TASK OBJECTIVE
Please copy each line below that contains the string "evaluate".
****************************************
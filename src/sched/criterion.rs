//! Scheduling criteria: the policy value carried by every thread.
//!
//! A criterion yields the rank that orders its thread in the ready
//! structure and mutates on scheduling events. Fixed-priority, FCFS and
//! round-robin ranks never change; the real-time criteria (EDF, LLF and
//! the multicore global-LLF) rewrite their rank from a tick snapshot the
//! dispatcher passes in. Criteria never read a clock themselves: the
//! dispatcher takes one snapshot per scheduling decision, under the
//! scheduler guard, so every rank rewritten in that decision agrees on
//! what time it is.

use crate::time::{Alarm, Duration, Tick};

/// Comparable scheduling rank. Lower is more urgent.
pub type Rank = i64;

/// Reserved for threads boosted by the priority-ceiling protocol.
pub const CEILING: Rank = -1_000;
/// Most urgent non-real-time rank, held by the bootstrap thread.
pub const MAIN: Rank = -1;
pub const HIGH: Rank = 0;
pub const NORMAL: Rank = 1_000;
pub const LOW: Rank = 2_000;
/// Least urgent rank, used only by the per-CPU idle threads.
pub const IDLE: Rank = Rank::MAX;

/// Lower bound of the dynamic band: ranks in `PERIODIC..APERIODIC` are
/// rewritten by [`Criterion::update`].
pub const PERIODIC: Rank = HIGH;
/// Upper bound (exclusive) of the dynamic band.
pub const APERIODIC: Rank = Rank::MAX / 2;

/// Number of CPUs the per-CPU execution statistics can account for.
pub const MAX_CPUS: usize = 8;

/// Scheduling events reported to [`Criterion::collect`].
#[derive(Debug, Clone, Copy, PartialEq, Eq)]
pub enum Event {
    /// Thread created and about to be linked.
    Create,
    /// Thread installed as RUNNING on a CPU.
    Dispatch,
    /// Thread switched out (preempted, yielded, blocked or finished).
    Leave,
    /// Thread terminated.
    Finish,
    /// Rank rewritten during a bulk update sweep.
    Update,
}

/// Per-criterion scheduling statistics.
#[derive(Debug, Clone, Copy, Default)]
pub struct Statistics {
    /// Tick at which the thread was last installed on a CPU.
    pub last_dispatch: Tick,
    /// Tick of the last job activation.
    pub last_activation: Tick,
    /// Tick of the last bulk rank update.
    pub last_update: Tick,
    /// Total execution time, in ticks.
    pub execution_time: Tick,
    /// Execution time accounted per CPU.
    pub execution_per_cpu: [Tick; MAX_CPUS],
    /// Execution time consumed by the current job.
    pub job_utilization: Tick,
    /// Number of dispatches.
    pub dispatches: u64,
    /// Number of job activations.
    pub activations: u64,
}

#[derive(Debug, Clone, Copy, PartialEq, Eq)]
enum Policy {
    Priority,
    Fcfs,
    RoundRobin,
    Edf,
    Llf,
    Gllf,
}

/// Scheduling criterion: policy, current rank and real-time parameters.
#[derive(Debug, Clone)]
pub struct Criterion {
    policy: Policy,
    rank: Rank,
    /// Relative deadline, in ticks.
    deadline: Tick,
    /// Activation period, in ticks.
    period: Tick,
    /// Remaining execution budget of the current job, in ticks.
    capacity: Tick,
    /// Budget restored at each job activation.
    initial_capacity: Tick,
    /// Home sub-queue for per-CPU criteria.
    queue: usize,
    stats: Statistics,
}

impl Criterion {
    fn with_policy(policy: Policy, rank: Rank) -> Self {
        Self {
            policy,
            rank,
            deadline: 0,
            period: 0,
            capacity: 0,
            initial_capacity: 0,
            queue: 0,
            stats: Statistics::default(),
        }
    }

    /// Fixed-priority criterion with an explicit rank.
    pub fn priority(rank: Rank) -> Self {
        Self::with_policy(Policy::Priority, rank)
    }

    /// Rank of the bootstrap thread.
    pub fn main() -> Self {
        Self::priority(MAIN)
    }

    pub fn high() -> Self {
        Self::priority(HIGH)
    }

    pub fn normal() -> Self {
        Self::priority(NORMAL)
    }

    pub fn low() -> Self {
        Self::priority(LOW)
    }

    /// Criterion of the per-CPU idle threads.
    pub fn idle() -> Self {
        Self::with_policy(Policy::Priority, IDLE)
    }

    /// First-come-first-served: the rank is stamped with the elapsed-tick
    /// snapshot when the thread is created, so queue order is arrival
    /// order. Never preempts.
    pub fn fcfs() -> Self {
        Self::with_policy(Policy::Fcfs, 0)
    }

    /// Round-robin within one rank, time-sliced by the quantum.
    pub fn round_robin(rank: Rank) -> Self {
        Self::with_policy(Policy::RoundRobin, rank)
    }

    fn real_time(policy: Policy, deadline: Duration, period: Duration, capacity: Duration) -> Self {
        let deadline = Alarm::ticks(deadline);
        let period = Alarm::ticks(period);
        let capacity = Alarm::ticks(capacity);
        let rank = match policy {
            Policy::Edf => deadline as Rank,
            _ => (deadline as Rank - capacity as Rank).max(PERIODIC),
        };
        Self {
            policy,
            rank,
            deadline,
            period,
            capacity,
            initial_capacity: capacity,
            queue: 0,
            stats: Statistics::default(),
        }
    }

    /// Earliest-deadline-first.
    pub fn edf(deadline: Duration, period: Duration, capacity: Duration) -> Self {
        Self::real_time(Policy::Edf, deadline, period, capacity)
    }

    /// Least-laxity-first.
    pub fn llf(deadline: Duration, period: Duration, capacity: Duration) -> Self {
        Self::real_time(Policy::Llf, deadline, period, capacity)
    }

    /// Global least-laxity-first: LLF ranks in the shared multi-head
    /// queue, so any CPU may dispatch the thread.
    pub fn gllf(deadline: Duration, period: Duration, capacity: Duration) -> Self {
        Self::real_time(Policy::Gllf, deadline, period, capacity)
    }

    /// Current rank.
    pub fn rank(&self) -> Rank {
        self.rank
    }

    pub(crate) fn set_rank(&mut self, rank: Rank) {
        self.rank = rank;
    }

    /// Relative deadline in ticks.
    pub fn deadline(&self) -> Tick {
        self.deadline
    }

    /// Activation period in ticks.
    pub fn period(&self) -> Tick {
        self.period
    }

    /// Remaining execution budget of the current job, in ticks.
    pub fn capacity(&self) -> Tick {
        self.capacity
    }

    /// True for the idle criterion.
    pub fn is_idle(&self) -> bool {
        self.rank == IDLE
    }

    /// Whether a more urgent arrival may displace a running thread under
    /// this policy.
    pub fn preemptive(&self) -> bool {
        self.policy != Policy::Fcfs
    }

    /// Whether the quantum tick preempts this thread.
    pub fn time_sliced(&self) -> bool {
        matches!(
            self.policy,
            Policy::RoundRobin | Policy::Edf | Policy::Llf | Policy::Gllf
        )
    }

    /// Whether the rank is rewritten on scheduling events.
    pub fn dynamic(&self) -> bool {
        matches!(self.policy, Policy::Edf | Policy::Llf | Policy::Gllf)
    }

    /// Whether the thread lives in the shared multi-head queue.
    pub fn global(&self) -> bool {
        self.policy == Policy::Gllf
    }

    /// Target sub-queue in the ready structure.
    pub fn queue(&self) -> usize {
        if self.global() {
            0
        } else {
            self.queue
        }
    }

    pub(crate) fn assign_queue(&mut self, queue: usize) {
        self.queue = queue;
    }

    /// Rewrite the rank from the elapsed-tick snapshot `now`.
    ///
    /// Only ranks inside the `PERIODIC..APERIODIC` band are rewritten.
    /// A job past its laxity is clamped to the band floor: it stays the
    /// most urgent dynamic rank and keeps updating.
    pub fn update(&mut self, now: Tick) {
        if !(self.rank >= PERIODIC && self.rank < APERIODIC) {
            return;
        }
        match self.policy {
            Policy::Edf => {
                self.rank = (now + self.deadline) as Rank;
            }
            Policy::Llf | Policy::Gllf => {
                let laxity = self.deadline as Rank - (now + self.capacity) as Rank;
                self.rank = laxity.max(PERIODIC);
            }
            _ => {}
        }
    }

    /// Account a scheduling event at the elapsed-tick snapshot `now` on
    /// CPU `cpu`.
    pub fn collect(&mut self, event: Event, now: Tick, cpu: usize) {
        match event {
            Event::Create => {
                self.stats.last_activation = now;
                self.stats.activations = 1;
                match self.policy {
                    Policy::Fcfs if self.rank != IDLE => self.rank = now as Rank,
                    Policy::Edf | Policy::Llf | Policy::Gllf => self.update(now),
                    _ => {}
                }
            }
            Event::Dispatch => {
                self.stats.last_dispatch = now;
                self.stats.dispatches += 1;
            }
            Event::Leave => {
                let ran = now.saturating_sub(self.stats.last_dispatch);
                self.stats.execution_time += ran;
                if cpu < MAX_CPUS {
                    self.stats.execution_per_cpu[cpu] += ran;
                }
                self.stats.job_utilization += ran;
                // LLF-class laxity depends on the budget left, so each
                // switch-out charges the time just consumed.
                if self.dynamic() {
                    self.capacity = self.capacity.saturating_sub(ran);
                }
            }
            Event::Update => {
                self.stats.last_update = now;
            }
            Event::Finish => {}
        }
    }

    /// Whether the quantum tick may preempt the running thread.
    ///
    /// Cooperative policies decline and the tick only updates statistics.
    pub fn charge(&self) -> bool {
        self.time_sliced()
    }

    /// Grant extra execution budget to the current job.
    pub fn award(&mut self, ticks: Tick) {
        if self.dynamic() {
            self.capacity += ticks;
        }
    }

    /// Start the next job: restore the execution budget and reset the
    /// per-job accounting. Called by periodic wrappers at each period
    /// boundary.
    pub fn next_job(&mut self, now: Tick) {
        self.capacity = self.initial_capacity;
        self.stats.job_utilization = 0;
        self.stats.last_activation = now;
        self.stats.activations += 1;
        self.update(now);
    }

    /// Scheduling statistics for this criterion.
    pub fn statistics(&self) -> &Statistics {
        &self.stats
    }
}
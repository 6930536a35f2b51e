//! Thread configuration carried into `spawn`.

use super::ThreadState;
use crate::sched::criterion::Criterion;

/// Default stack size for new threads, in bytes.
pub const DEFAULT_STACK_SIZE: usize = 16 * 1024;

/// Initial state, criterion and stack size of a new thread.
pub struct Configuration {
    pub state: ThreadState,
    pub criterion: Criterion,
    pub stack_size: usize,
}

impl Configuration {
    /// A READY thread at NORMAL priority with the default stack.
    pub fn new() -> Self {
        Self {
            state: ThreadState::Ready,
            criterion: Criterion::normal(),
            stack_size: DEFAULT_STACK_SIZE,
        }
    }

    pub fn criterion(mut self, criterion: Criterion) -> Self {
        self.criterion = criterion;
        self
    }

    /// Start the thread SUSPENDED; it only becomes eligible for dispatch
    /// after an explicit resume.
    pub fn suspended(mut self) -> Self {
        self.state = ThreadState::Suspended;
        self
    }

    pub fn stack_size(mut self, stack_size: usize) -> Self {
        self.stack_size = stack_size;
        self
    }
}

impl Default for Configuration {
    fn default() -> Self {
        Self::new()
    }
}
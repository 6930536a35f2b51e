//! Error types for the scheduling core.
//!
//! Only recoverable conditions are surfaced as errors; invariant
//! violations (joining yourself, exiting from outside a thread) are
//! programming errors and panic instead.

use core::fmt;

/// Result type for threading operations.
pub type ThreadResult<T> = Result<T, ThreadError>;

/// Error type covering all threading operations.
#[derive(Debug, Clone, Copy, PartialEq, Eq)]
pub enum ThreadError {
    /// Thread spawning errors
    Spawn(SpawnError),
    /// Scheduling errors
    Schedule(ScheduleError),
}

/// Errors that can occur during thread spawning.
#[derive(Debug, Clone, Copy, PartialEq, Eq)]
pub enum SpawnError {
    /// Kernel is not initialized
    NotInitialized,
    /// Out of memory for stack allocation
    OutOfMemory,
    /// Requested stack size has no size class
    InvalidStackSize(usize),
}

/// Errors related to scheduling operations.
#[derive(Debug, Clone, Copy, PartialEq, Eq)]
pub enum ScheduleError {
    /// CPU index is out of range
    InvalidCpu(usize),
    /// Kernel was initialized twice
    AlreadyInitialized,
}

impl fmt::Display for ThreadError {
    fn fmt(&self, f: &mut fmt::Formatter<'_>) -> fmt::Result {
        match self {
            ThreadError::Spawn(e) => write!(f, "spawn error: {}", e),
            ThreadError::Schedule(e) => write!(f, "schedule error: {}", e),
        }
    }
}

impl fmt::Display for SpawnError {
    fn fmt(&self, f: &mut fmt::Formatter<'_>) -> fmt::Result {
        match self {
            SpawnError::NotInitialized => write!(f, "kernel not initialized"),
            SpawnError::OutOfMemory => write!(f, "stack allocation failed"),
            SpawnError::InvalidStackSize(size) => {
                write!(f, "no stack size class fits {} bytes", size)
            }
        }
    }
}

impl fmt::Display for ScheduleError {
    fn fmt(&self, f: &mut fmt::Formatter<'_>) -> fmt::Result {
        match self {
            ScheduleError::InvalidCpu(cpu) => write!(f, "CPU {} out of range", cpu),
            ScheduleError::AlreadyInitialized => write!(f, "kernel already initialized"),
        }
    }
}

impl From<SpawnError> for ThreadError {
    fn from(e: SpawnError) -> Self {
        ThreadError::Spawn(e)
    }
}

impl From<ScheduleError> for ThreadError {
    fn from(e: ScheduleError) -> Self {
        ThreadError::Schedule(e)
    }
}

#[cfg(test)]
mod tests {
    use super::*;

    #[test]
    fn test_error_conversion() {
        let e: ThreadError = SpawnError::OutOfMemory.into();
        assert_eq!(e, ThreadError::Spawn(SpawnError::OutOfMemory));
    }
}
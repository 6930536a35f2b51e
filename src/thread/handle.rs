//! Join handles.

use super::{Thread, ThreadId, ThreadState};

/// Owned handle for reaping a thread's exit status.
///
/// There is exactly one handle per thread and `join` consumes it, so a
/// thread can never be joined twice.
pub struct JoinHandle {
    thread: Thread,
}

impl JoinHandle {
    pub(crate) fn new(thread: Thread) -> Self {
        Self { thread }
    }

    /// The thread this handle refers to.
    pub fn thread(&self) -> &Thread {
        &self.thread
    }

    pub fn id(&self) -> ThreadId {
        self.thread.id()
    }

    /// Whether the thread has terminated and only awaits reaping.
    pub fn is_finished(&self) -> bool {
        self.thread.state() == ThreadState::Finishing
    }

    /// Exit status without blocking; `None` while the thread still runs.
    pub fn try_status(&self) -> Option<i32> {
        if self.is_finished() {
            Some(self.thread.exit_status())
        } else {
            None
        }
    }

    pub(crate) fn into_thread(self) -> Thread {
        self.thread
    }
}
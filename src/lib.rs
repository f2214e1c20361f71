//! Tic-tac-toe with a perfect-play computer opponent.
//!
//! The library is the pure core of the game; the `tictactoe` binary is the
//! terminal front end that drives it.
//!
//! # Architecture
//!
//! - **Rules**: pure functions classifying a board (win, draw, empty cells)
//! - **Search**: exhaustive minimax choosing the computer's move
//! - **Session**: the game-state value (board, turn, mode, scores) with
//!   transitions that return a new value instead of mutating in place
//! - **Config**: optional TOML file with game preferences
//!
//! # Example
//!
//! ```
//! use tictactoe_minimax::{GameMode, GameSettings, Outcome, Position, Session};
//!
//! # fn example() -> Result<(), tictactoe_minimax::MoveError> {
//! let session = Session::new(GameMode::VsComputer, GameSettings::default());
//! let session = session.apply_move(Position::Center)?;
//! assert!(session.is_computer_turn());
//!
//! let (session, reply) = session.play_computer_turn()?;
//! assert_eq!(session.outcome(), &Outcome::InProgress);
//! assert_ne!(reply, Position::Center);
//! # Ok(())
//! # }
//! # example().unwrap();
//! ```

#![warn(missing_docs)]
#![forbid(unsafe_code)]

mod config;
pub mod games;

// Crate-level exports - Configuration
pub use config::{ConfigError, GameConfig};

// Crate-level exports - Game types (tic-tac-toe)
pub use games::tictactoe::{
    best_move, choose_move, empty_cells, evaluate, has_win, is_full, winning_line, Board,
    BoardParseError, GameMode, GameSettings, Mark, Move, MoveError, Outcome, Player, Position,
    Scoreboard, ScoredMove, SearchError, SearchRoles, Session, Square, WinLine, DRAW_SCORE,
    LOSS_SCORE, STARTING_PLAYER, WIN_LINES, WIN_SCORE,
};
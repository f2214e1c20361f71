//! First-class action types for tic-tac-toe.
//!
//! Moves are domain events, not side effects. They record which player
//! marked which square and are kept in the session history.

use super::search::SearchError;
use super::{Player, Position};
use serde::{Deserialize, Serialize};

/// A move in tic-tac-toe: a player placing their mark at a position.
#[derive(Debug, Clone, Copy, PartialEq, Eq, Hash, Serialize, Deserialize)]
pub struct Move {
    /// The player making the move.
    pub player: Player,
    /// The position where the player places their mark.
    pub position: Position,
}

impl Move {
    /// Creates a new move.
    pub fn new(player: Player, position: Position) -> Self {
        Self { player, position }
    }
}

impl std::fmt::Display for Move {
    fn fmt(&self, f: &mut std::fmt::Formatter<'_>) -> std::fmt::Result {
        write!(f, "{} -> {}", self.player, self.position.label())
    }
}

/// Error that can occur when validating or applying a move.
#[derive(Debug, Clone, PartialEq, Eq, derive_more::Display)]
pub enum MoveError {
    /// The square at the position is already occupied.
    #[display("Square {} is already occupied", _0)]
    SquareOccupied(Position),

    /// The move was made by the player not on turn.
    #[display("It's not {}'s turn", _0)]
    WrongPlayer(Player),

    /// The game is already over.
    #[display("Game is already over")]
    GameOver,

    /// It's the computer's turn, so human input is not accepted.
    #[display("Waiting for the computer to move")]
    ComputerToMove,

    /// A computer move was requested when the computer is not to move.
    #[display("It's not the computer's turn")]
    NotComputerTurn,

    /// An invariant was violated (postcondition failure).
    #[display("Invariant violation: {}", _0)]
    InvariantViolation(String),
}

impl std::error::Error for MoveError {}

impl From<SearchError> for MoveError {
    fn from(err: SearchError) -> Self {
        match err {
            SearchError::GameOver | SearchError::NoMovesAvailable => MoveError::GameOver,
        }
    }
}
//! Game configuration loaded from an optional TOML file.

use crate::games::tictactoe::{GameMode, GameSettings, Player};
use derive_getters::Getters;
use derive_more::{Display, Error};
use serde::{Deserialize, Serialize};
use std::path::{Path, PathBuf};
use std::time::Duration;
use tracing::{debug, info, instrument};

/// Preferences for a game session.
///
/// Every field has a default, so an empty file (or no file) is valid.
#[derive(Debug, Clone, PartialEq, Eq, Getters, Serialize, Deserialize)]
pub struct GameConfig {
    /// Mode the game starts in.
    #[serde(default)]
    mode: GameMode,

    /// Mark played by the computer.
    #[serde(default = "default_computer")]
    computer: Player,

    /// Pause before the computer's move is shown, in milliseconds.
    #[serde(default = "default_computer_delay_ms")]
    computer_delay_ms: u64,

    /// Keep win tallies across resets and mode changes.
    #[serde(default)]
    keep_scores_on_reset: bool,

    /// File the terminal UI writes its log to.
    #[serde(default = "default_log_file")]
    log_file: PathBuf,
}

fn default_computer() -> Player {
    Player::O
}

fn default_computer_delay_ms() -> u64 {
    500
}

fn default_log_file() -> PathBuf {
    PathBuf::from("tictactoe.log")
}

impl Default for GameConfig {
    fn default() -> Self {
        Self {
            mode: GameMode::default(),
            computer: default_computer(),
            computer_delay_ms: default_computer_delay_ms(),
            keep_scores_on_reset: false,
            log_file: default_log_file(),
        }
    }
}

impl GameConfig {
    /// Loads configuration from TOML file.
    #[instrument(skip(path), fields(path = %path.as_ref().display()))]
    pub fn from_file(path: impl AsRef<Path>) -> Result<Self, ConfigError> {
        debug!("Loading config from file");
        let content = std::fs::read_to_string(path.as_ref())
            .map_err(|e| ConfigError::new(format!("Failed to read config file: {}", e)))?;

        let config: Self = toml::from_str(&content)
            .map_err(|e| ConfigError::new(format!("Failed to parse config: {}", e)))?;

        info!(mode = %config.mode, computer = %config.computer, "Config loaded successfully");
        Ok(config)
    }

    /// Loads `path` if it exists, otherwise falls back to defaults.
    #[instrument(skip(path), fields(path = %path.as_ref().display()))]
    pub fn load_or_default(path: impl AsRef<Path>) -> Result<Self, ConfigError> {
        if path.as_ref().exists() {
            Self::from_file(path)
        } else {
            info!("Config file not found, using defaults");
            Ok(Self::default())
        }
    }

    /// Overrides the starting mode.
    pub fn with_mode(mut self, mode: GameMode) -> Self {
        self.mode = mode;
        self
    }

    /// Overrides the computer's mark.
    pub fn with_computer(mut self, computer: Player) -> Self {
        self.computer = computer;
        self
    }

    /// Overrides the presentation delay.
    pub fn with_computer_delay_ms(mut self, delay_ms: u64) -> Self {
        self.computer_delay_ms = delay_ms;
        self
    }

    /// Overrides whether scores survive a reset.
    pub fn with_keep_scores_on_reset(mut self, keep: bool) -> Self {
        self.keep_scores_on_reset = keep;
        self
    }

    /// Presentation delay before the computer's move.
    pub fn computer_delay(&self) -> Duration {
        Duration::from_millis(self.computer_delay_ms)
    }

    /// Session settings derived from this configuration.
    pub fn settings(&self) -> GameSettings {
        GameSettings {
            computer: self.computer,
            keep_scores_on_reset: self.keep_scores_on_reset,
        }
    }
}

/// Configuration error.
#[derive(Debug, Clone, Display, Error)]
#[display("Config error: {} at {}:{}", message, file, line)]
pub struct ConfigError {
    /// Error message.
    pub message: String,
    /// Line number where error occurred.
    pub line: u32,
    /// Source file where error occurred.
    pub file: &'static str,
}

impl ConfigError {
    /// Creates a new configuration error.
    #[track_caller]
    pub fn new(message: String) -> Self {
        let loc = std::panic::Location::caller();
        Self {
            message,
            line: loc.line(),
            file: loc.file(),
        }
    }
}
//! Session settings: game mode and computer preferences.

use super::Player;
use serde::{Deserialize, Serialize};
use std::str::FromStr;
use tracing::instrument;

/// Whether the computer takes part in the game.
///
/// Defaults to [`GameMode::TwoPlayer`], matching the start-up mode of the game.
#[derive(Debug, Clone, Copy, PartialEq, Eq, Hash, Default, Serialize, Deserialize)]
#[serde(rename_all = "kebab-case")]
pub enum GameMode {
    /// Two humans share the board.
    #[default]
    TwoPlayer,
    /// A human plays against the minimax search.
    VsComputer,
}

impl GameMode {
    /// Returns the display label for this mode.
    pub fn label(self) -> &'static str {
        match self {
            Self::TwoPlayer => "Two players",
            Self::VsComputer => "Vs computer",
        }
    }

    /// Toggles between the two modes.
    #[instrument]
    pub fn toggle(self) -> Self {
        match self {
            Self::TwoPlayer => Self::VsComputer,
            Self::VsComputer => Self::TwoPlayer,
        }
    }
}

impl std::fmt::Display for GameMode {
    fn fmt(&self, f: &mut std::fmt::Formatter<'_>) -> std::fmt::Result {
        write!(f, "{}", self.label())
    }
}

impl FromStr for GameMode {
    type Err = String;

    fn from_str(s: &str) -> Result<Self, Self::Err> {
        match s.trim().to_lowercase().as_str() {
            "two-player" | "2player" | "2p" | "pvp" => Ok(Self::TwoPlayer),
            "vs-computer" | "vsai" | "ai" | "computer" => Ok(Self::VsComputer),
            other => Err(format!(
                "unknown mode '{}', expected 'two-player' or 'vs-computer'",
                other
            )),
        }
    }
}

impl FromStr for Player {
    type Err = String;

    fn from_str(s: &str) -> Result<Self, Self::Err> {
        let mut chars = s.trim().chars();
        match (chars.next().and_then(Player::from_char), chars.next()) {
            (Some(player), None) => Ok(player),
            _ => Err(format!("unknown mark '{}', expected 'x' or 'o'", s)),
        }
    }
}

/// Preferences that survive resets within a session.
#[derive(Debug, Clone, Copy, PartialEq, Eq, Serialize, Deserialize)]
pub struct GameSettings {
    /// Mark played by the computer in [`GameMode::VsComputer`].
    pub computer: Player,
    /// Keep win tallies when the board is reset.
    ///
    /// Off by default: a reset zeroes both tallies.
    pub keep_scores_on_reset: bool,
}

impl Default for GameSettings {
    fn default() -> Self {
        Self {
            computer: Player::O,
            keep_scores_on_reset: false,
        }
    }
}
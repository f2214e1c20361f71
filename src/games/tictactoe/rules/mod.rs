//! Game rules for tic-tac-toe.
//!
//! This module contains pure functions for evaluating a board
//! according to tic-tac-toe rules. Rules are separated from board
//! storage so both the session and the search can share them.

pub mod draw;
pub mod win;

pub use draw::{empty_cells, is_full};
pub use win::{check_winner, has_win, winning_line, WinLine, WIN_LINES};

use super::{Board, Outcome, Player};
use tracing::instrument;

/// Classifies a board as won, drawn or still in progress.
///
/// Wins are checked before fullness, so a board filled by a winning
/// move is a win rather than a draw.
#[instrument(skip(board), fields(board = %board.to_compact()))]
pub fn evaluate(board: &Board) -> Outcome {
    for player in [Player::X, Player::O] {
        if has_win(board, player) {
            return Outcome::Win(player);
        }
    }

    if is_full(board) {
        Outcome::Draw
    } else {
        Outcome::InProgress
    }
}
****************************************
OUTPUT OF THE TASK
    best_move, choose_move, empty_cells, evaluate, has_win, is_full, winning_line, Board,
pub fn evaluate(board: &Board) -> Outcome {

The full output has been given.